El primer ministro de Francia, François Bayrou, se encomendará el 8 de septiembre a una cuestión de confianza que, si fracasa, supondrá la caída inmediata del Ejecutivo.
Este movimiento busca reforzar los presupuestos presentados por el Gobierno en la Asamblea Nacional y que han sido criticados por su austeridad por la oposición. Sin embargo, si el Ejecutivo no consigue los apoyos, supondrá su caída irremediable.
La 'hoja de ruta' económica presentada por Bayrou a mediados de julio contempla medidas de ahorro cercanas a los 44.000 millones de euros, entre ellas la eliminación de dos días festivos nacionales o la congelación de prestaciones públicas.
"Existe un peligro inmediato", ha advertido Bayrou, durante una comparecencia pública en la que se ha mostrado especialmente alarmado por el aumento constante del volumen de deuda pública, que cerró 2024 en niveles cercanos al 113 por ciento del PIB.
"Durante 20 años, cada hora del día y de la noche, la deuda ha aumentado 12 millones de euros adicionales", ha añadido Bayrou, que finalmente ha recurrido a la herramienta de la cuestión de confianza para dejar en manos de los diputados no sólo la aprobación de las medidas sino la continuidad del Gobierno.
Una maniobra convocada a dos días de las movilizaciones masivas
Esta cuestión de confianza se producirá al terminar una sesión extraordinaria el próximo 8 de septiembre y solo a dos días de la movilización social convocada por la izquierda para cuestionar en las calles unos presupuestos que, según alegan, castigan a la clase media y apenas tocan a las grandes fortunas o empresas.

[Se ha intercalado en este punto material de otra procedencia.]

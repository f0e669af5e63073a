//! Authenticated HTTP client with single-retry token refresh.
//!
//! Every authenticated call in the application goes through this client, so
//! the recover-from-401 logic exists in exactly one place. The recovery is
//! deliberately narrow: one refresh, one replay, and a second `401` ends the
//! session instead of looping.

use std::sync::Arc;

use tracing::debug;

use crate::domain::error::{ClientResult, Error};
use crate::domain::ports::{ApiRequest, ApiResponse, HttpGateway};
use crate::domain::session_store::SessionStore;

/// HTTP client attaching bearer credentials and recovering from expiry once.
pub struct AuthHttpClient {
    gateway: Arc<dyn HttpGateway>,
    store: Arc<SessionStore>,
}

impl AuthHttpClient {
    /// Build a client over the transport gateway and session store.
    #[must_use]
    pub fn new(gateway: Arc<dyn HttpGateway>, store: Arc<SessionStore>) -> Self {
        Self { gateway, store }
    }

    /// Execute `request` with the current access token.
    ///
    /// On a `401` the stored refresh token is exchanged once and the request
    /// replayed exactly once with the new access token.
    ///
    /// # Errors
    ///
    /// - [`crate::ErrorCode::AuthMissing`] when no session exists; the login
    ///   redirect fires without any network call.
    /// - [`crate::ErrorCode::AuthExpired`] when refresh fails or the replay
    ///   is rejected again; the session has been ended.
    /// - Timeout and transport failures map through unchanged and are never
    ///   retried here.
    pub async fn execute(&self, request: ApiRequest) -> ClientResult<ApiResponse> {
        let Some((token, generation)) = self.store.bearer() else {
            self.store.force_logout("request without credentials").await;
            return Err(Error::auth_missing("no access token available"));
        };

        let response = self
            .gateway
            .execute(request.clone().with_bearer(&token))
            .await
            .map_err(Error::from)?;
        if !response.is_unauthorized() {
            return Ok(response);
        }

        debug!(path = %request.path, "request rejected with 401; attempting refresh");
        let fresh = self.store.refresh_after_unauthorized(generation).await?;

        let replay = self
            .gateway
            .execute(request.with_bearer(&fresh))
            .await
            .map_err(Error::from)?;
        if replay.is_unauthorized() {
            self.store.force_logout("replay rejected").await;
            return Err(Error::auth_expired("request rejected after refresh"));
        }
        Ok(replay)
    }
}

#[cfg(test)]
mod tests {
    //! Regression coverage for this module.
    use std::sync::Arc;

    use crate::domain::ErrorCode;
    use crate::domain::auth::Role;
    use crate::domain::ports::{InMemoryStateStore, RedirectTarget};
    use crate::test_support::api::{ScriptedAuthApi, ScriptedGateway};
    use crate::test_support::auth::{sample_profile, token_pair_expiring_in_secs};
    use crate::test_support::nav::RecordingNavigator;

    use super::*;

    struct Fixture {
        client: AuthHttpClient,
        gateway: Arc<ScriptedGateway>,
        auth: Arc<ScriptedAuthApi>,
        navigator: Arc<RecordingNavigator>,
        persistence: Arc<InMemoryStateStore>,
        store: Arc<SessionStore>,
    }

    async fn logged_in_fixture(gateway: ScriptedGateway, auth: ScriptedAuthApi) -> Fixture {
        let gateway = Arc::new(gateway);
        let auth = Arc::new(auth);
        let navigator = Arc::new(RecordingNavigator::default());
        let persistence = Arc::new(InMemoryStateStore::default());
        let store = Arc::new(SessionStore::new(
            auth.clone(),
            persistence.clone(),
            navigator.clone(),
        ));
        store
            .login(token_pair_expiring_in_secs(3_600), sample_profile(Role::Buyer))
            .await
            .expect("login succeeds");
        Fixture {
            client: AuthHttpClient::new(gateway.clone(), store.clone()),
            gateway,
            auth,
            navigator,
            persistence,
            store,
        }
    }

    fn ok_response() -> ApiResponse {
        ApiResponse {
            status: 200,
            body: br#"{"ok":true}"#.to_vec(),
        }
    }

    fn unauthorized_response() -> ApiResponse {
        ApiResponse {
            status: 401,
            body: Vec::new(),
        }
    }

    #[tokio::test]
    async fn passes_successful_responses_through() {
        let fixture = logged_in_fixture(
            ScriptedGateway::with_responses(vec![Ok(ok_response())]),
            ScriptedAuthApi::default(),
        )
        .await;

        let response = fixture
            .client
            .execute(ApiRequest::get("/api/orders"))
            .await
            .expect("request succeeds");

        assert_eq!(response.status, 200);
        assert_eq!(fixture.gateway.calls(), 1);
        assert_eq!(fixture.auth.refresh_calls(), 0);
    }

    #[tokio::test]
    async fn one_unauthorized_triggers_one_refresh_and_one_replay() {
        let fixture = logged_in_fixture(
            ScriptedGateway::with_responses(vec![Ok(unauthorized_response()), Ok(ok_response())]),
            ScriptedAuthApi::with_refreshes(vec![Ok(token_pair_expiring_in_secs(7_200))]),
        )
        .await;

        let response = fixture
            .client
            .execute(ApiRequest::get("/api/notifications"))
            .await
            .expect("replay succeeds");

        assert_eq!(response.status, 200);
        assert_eq!(fixture.gateway.calls(), 2);
        assert_eq!(fixture.auth.refresh_calls(), 1);

        let bearers = fixture.gateway.bearers();
        assert_eq!(bearers.len(), 2);
        assert_ne!(bearers.first(), bearers.last());
    }

    #[tokio::test]
    async fn second_unauthorized_after_refresh_is_fatal() {
        let fixture = logged_in_fixture(
            ScriptedGateway::with_responses(vec![
                Ok(unauthorized_response()),
                Ok(unauthorized_response()),
            ]),
            ScriptedAuthApi::with_refreshes(vec![Ok(token_pair_expiring_in_secs(7_200))]),
        )
        .await;

        let error = fixture
            .client
            .execute(ApiRequest::get("/api/orders"))
            .await
            .expect_err("must fail");

        assert_eq!(error.code(), ErrorCode::AuthExpired);
        assert_eq!(fixture.auth.refresh_calls(), 1);
        assert!(fixture.store.snapshot().is_none());
        assert_eq!(fixture.navigator.redirects(), vec![RedirectTarget::Login]);
    }

    #[tokio::test]
    async fn refresh_failure_ends_the_session() {
        let fixture = logged_in_fixture(
            ScriptedGateway::with_responses(vec![Ok(unauthorized_response())]),
            ScriptedAuthApi::failing_refresh(),
        )
        .await;

        let error = fixture
            .client
            .execute(ApiRequest::get("/api/orders"))
            .await
            .expect_err("must fail");

        assert_eq!(error.code(), ErrorCode::AuthExpired);
        // No replay without a fresh token.
        assert_eq!(fixture.gateway.calls(), 1);
        assert_eq!(fixture.persistence.snapshot(), None);
        assert_eq!(fixture.navigator.redirects(), vec![RedirectTarget::Login]);
    }

    #[tokio::test]
    async fn missing_session_redirects_without_network() {
        let gateway = Arc::new(ScriptedGateway::with_responses(Vec::new()));
        let navigator = Arc::new(RecordingNavigator::default());
        let store = Arc::new(SessionStore::new(
            Arc::new(ScriptedAuthApi::default()),
            Arc::new(InMemoryStateStore::default()),
            navigator.clone(),
        ));
        let client = AuthHttpClient::new(gateway.clone(), store);

        let error = client
            .execute(ApiRequest::get("/api/orders"))
            .await
            .expect_err("must fail");

        assert_eq!(error.code(), ErrorCode::AuthMissing);
        assert_eq!(gateway.calls(), 0);
        assert_eq!(navigator.redirects(), vec![RedirectTarget::Login]);
    }

    #[tokio::test]
    async fn timeouts_surface_without_retry() {
        let fixture = logged_in_fixture(
            ScriptedGateway::timing_out(),
            ScriptedAuthApi::default(),
        )
        .await;

        let error = fixture
            .client
            .execute(ApiRequest::get("/api/orders"))
            .await
            .expect_err("must fail");

        assert_eq!(error.code(), ErrorCode::Timeout);
        assert_eq!(fixture.gateway.calls(), 1);
        assert_eq!(fixture.auth.refresh_calls(), 0);
    }
}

Bayrou ha admitido de que el equilibrio político que representa la iniciativa parlamentaria, pero también ha apuntado que confía en que, visto el "riesgo", los franceses "tomen conciencia" de la gravedad de la situación y acepten "participar en el esfuerzo" que se les pide desde las instituciones públicas.
En este sentido, ha cargado contra quienes pretenden promover el "desorden" y el "caos" y ha instado a los diputados a dejar a un lado "etiquetas políticas" y votar en conciencia para no correr la misma suerte que el anterior primer ministro, Michel Barnier, derrocado en diciembre en una moción de censura.
La oposición coincide en que esto es "el final" de Bayrou
Esta cuestión de confianza se diferencia en algo de las últimas mociones de censura que el Gobierno de Bayrou ha podido sobrevivir: esta vez la oposición no está fraccionada en sus apoyos, sino unida en el rechazo al plan económico del Ejectuivo.
"No hay mayoría para él", ha sentenciado el diputado de La Francia Insumisa (LFI) Jean-Luc Mélenchon. El dirigente izquierdista ha celebrado al menos que el primer ministro haya aceptado pedir la confianza de la Asamblea, en contraposición con el "golpe de fuerza" ejercido desde el Elíseo por el presidente Emmanuel Macron, que "se niega a reconocer los resultados de las últimas elecciones".
Por su parte, el líder de Agrupación Nacional, Jordan Bardella, ha apuntado que lo que ha anunciado Bayrou es "el final de su Gobierno", dejando claro que su bancada no le brindará la confianza pedida. "Nuestros compatriotas esperan una alternancia y una vuelta a las urnas: estamos listos", ha agregado.